QR will need to upgrade Central Station

Anyone commuting into Brisbane CBD by train can attest to the crowded platforms and the long queues to get on to the escalators during peak times at Central Station, which is simply not large enough to cope with commuter numbers as the metropolitan population approaches two million. I am even more convinced of the need to upgrade Central, despite the significant cost and the disruption to city traffic it will cause, after reading this article in the Courier-Mail this morning (Extra 100 million trips expected to be made on southeast Queensland public transport by 2018):

GETTING up close and personal with fellow public transport commuters is only going to get worse in coming years with an extra 100 million trips expected to be made in southeast Queensland by 2018.

The annual TransLink report tabled in State Parliament last week predicts 288 million trips will be taken annually seven years from now – up from 178.6 million in 2010-11.

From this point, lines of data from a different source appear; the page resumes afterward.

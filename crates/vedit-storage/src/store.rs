//! Storage abstraction.

use std::fmt;
use std::path::Path;
use std::pin::Pin;

use async_trait::async_trait;
use bytes::Bytes;
use chrono::{DateTime, Utc};
use futures_util::Stream;
use serde::Serialize;

use crate::error::{StorageError, StorageResult};

/// Information about a stored object.
#[derive(Debug, Clone, PartialEq, Eq, Serialize)]
pub struct ObjectInfo {
    /// Object key
    pub key: String,
    /// Size in bytes
    pub size: u64,
    /// Last modified timestamp
    pub last_modified: Option<DateTime<Utc>>,
}

/// Chunked object contents.
pub type ByteChunkStream = Pin<Box<dyn Stream<Item = StorageResult<Bytes>> + Send>>;

/// An object (or a byte range of it) being read from the store.
pub struct ObjectBody {
    pub stream: ByteChunkStream,
    /// Number of bytes the stream yields, when the backend reports it
    pub content_length: Option<u64>,
    /// Content type recorded by the store, if any
    pub content_type: Option<String>,
    /// `Content-Range` value when a range was served (`bytes a-b/total`)
    pub content_range: Option<String>,
}

impl fmt::Debug for ObjectBody {
    fn fmt(&self, f: &mut fmt::Formatter<'_>) -> fmt::Result {
        f.debug_struct("ObjectBody")
            .field("content_length", &self.content_length)
            .field("content_type", &self.content_type)
            .field("content_range", &self.content_range)
            .finish_non_exhaustive()
    }
}

/// Flat-bucket object store.
///
/// Keys are opaque strings; a store never interprets them as paths beyond
/// rejecting ones that could escape its namespace.
#[async_trait]
pub trait ObjectStore: Send + Sync {
    /// Backend name for logs and readiness reports.
    fn backend_name(&self) -> &'static str;

    /// Metadata of an object. Missing keys yield [`StorageError::NotFound`].
    async fn head(&self, key: &str) -> StorageResult<ObjectInfo>;

    /// Stream an object into a local file, returning the number of bytes written.
    async fn download_to(&self, key: &str, path: &Path) -> StorageResult<u64>;

    /// Upload a local file under `key`.
    async fn upload_from(&self, path: &Path, key: &str, content_type: &str) -> StorageResult<()>;

    /// Open an object for streaming, optionally restricted by an HTTP `Range`
    /// header value. The body is read lazily as the stream is polled.
    async fn get_object(&self, key: &str, range: Option<&str>) -> StorageResult<ObjectBody>;

    /// Every object in the bucket.
    async fn list(&self) -> StorageResult<Vec<ObjectInfo>>;

    /// Delete an object. Deleting a missing key is not an error.
    async fn delete(&self, key: &str) -> StorageResult<()>;

    /// Public URL clients can fetch `key` from.
    fn public_url(&self, key: &str) -> String;

    /// Cheap round trip proving the backend is reachable.
    async fn check_connectivity(&self) -> StorageResult<()>;

    async fn exists(&self, key: &str) -> StorageResult<bool> {
        match self.head(key).await {
            Ok(_) => Ok(true),
            Err(StorageError::NotFound(_)) => Ok(false),
            Err(e) => Err(e),
        }
    }
}

/// `<endpoint>/<bucket>/<url-encoded key>`.
pub fn public_object_url(endpoint: &str, bucket: &str, key: &str) -> String {
    format!(
        "{}/{}/{}",
        endpoint.trim_end_matches('/'),
        bucket,
        urlencoding::encode(key)
    )
}

/// A single `bytes=` range from an HTTP `Range` header.
#[derive(Debug, Clone, Copy, PartialEq, Eq)]
pub enum ByteRange {
    /// `bytes=start-` or `bytes=start-end` (end inclusive)
    From { start: u64, end: Option<u64> },
    /// `bytes=-n`, the last n bytes
    Suffix(u64),
}

impl ByteRange {
    /// Parse a header value. Multi-range requests are not supported.
    pub fn parse(header: &str) -> StorageResult<Self> {
        let invalid = || StorageError::InvalidRange(header.to_string());

        let spec = header.trim().strip_prefix("bytes=").ok_or_else(invalid)?;
        if spec.contains(',') {
            return Err(invalid());
        }
        let (start, end) = spec.split_once('-').ok_or_else(invalid)?;
        let (start, end) = (start.trim(), end.trim());

        if start.is_empty() {
            let n: u64 = end.parse().map_err(|_| invalid())?;
            if n == 0 {
                return Err(invalid());
            }
            return Ok(ByteRange::Suffix(n));
        }

        let start: u64 = start.parse().map_err(|_| invalid())?;
        let end = if end.is_empty() {
            None
        } else {
            let end: u64 = end.parse().map_err(|_| invalid())?;
            if end < start {
                return Err(invalid());
            }
            Some(end)
        };
        Ok(ByteRange::From { start, end })
    }

    /// Resolve against an object of `total` bytes into an inclusive `(start, end)`.
    pub fn resolve(&self, total: u64) -> StorageResult<(u64, u64)> {
        if total == 0 {
            return Err(StorageError::InvalidRange("object is empty".to_string()));
        }
        match *self {
            ByteRange::From { start, .. } if start >= total => Err(StorageError::InvalidRange(
                format!("range starts at {} but object has {} bytes", start, total),
            )),
            ByteRange::From { start, end } => {
                Ok((start, end.map_or(total - 1, |e| e.min(total - 1))))
            }
            ByteRange::Suffix(n) => Ok((total.saturating_sub(n), total - 1)),
        }
    }
}

#[cfg(test)]
mod tests {
    use super::*;

    #[test]
    fn test_public_url() {
        assert_eq!(
            public_object_url("http://localhost:9000/", "videos", "abc.mp4"),
            "http://localhost:9000/videos/abc.mp4"
        );
        assert_eq!(
            public_object_url("http://minio:9000", "videos", "id_my clip.mp4"),
            "http://minio:9000/videos/id_my%20clip.mp4"
        );
    }

    #[test]
    fn test_range_parse() {
        assert_eq!(
            ByteRange::parse("bytes=0-99").unwrap(),
            ByteRange::From { start: 0, end: Some(99) }
        );
        assert_eq!(
            ByteRange::parse("bytes=100-").unwrap(),
            ByteRange::From { start: 100, end: None }
        );
        assert_eq!(ByteRange::parse("bytes=-50").unwrap(), ByteRange::Suffix(50));

        for bad in ["0-99", "bytes=abc", "bytes=9-1", "bytes=0-1,5-6", "bytes=-0", "bytes=-"] {
            assert!(ByteRange::parse(bad).is_err(), "{bad}");
        }
    }

    #[test]
    fn test_range_resolve() {
        let total = 1000;
        assert_eq!(ByteRange::parse("bytes=0-99").unwrap().resolve(total).unwrap(), (0, 99));
        assert_eq!(ByteRange::parse("bytes=900-").unwrap().resolve(total).unwrap(), (900, 999));
        assert_eq!(ByteRange::parse("bytes=990-5000").unwrap().resolve(total).unwrap(), (990, 999));
        assert_eq!(ByteRange::parse("bytes=-10").unwrap().resolve(total).unwrap(), (990, 999));
        assert_eq!(ByteRange::parse("bytes=-5000").unwrap().resolve(total).unwrap(), (0, 999));
        assert!(ByteRange::parse("bytes=1000-").unwrap().resolve(total).is_err());
    }
}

“The majority of these new journeys will occur on what are already our busiest peak routes, particularly those leading in and out of Brisbane City,” read the report.

Already 86 buses a day in Brisbane are forced to ignore waiting passengers because they are full and commuter group Back on Track fears the daily crush will soon be unbearable.

“It would seem this ambitious patronage target is quite unachievable on present policies,” said Robert Dow from Back on Track.

“Firstly it would need Cross River Rail to be expedited to have the capacity in the rail system to support the growth.”

I agree that Cross River Rail or a light rail system are needed, too. Otherwise we may need to consider widening the price differential between public transport fares in peak and off-peak hours to encourage people to travel in off-peak times if they are able to do so.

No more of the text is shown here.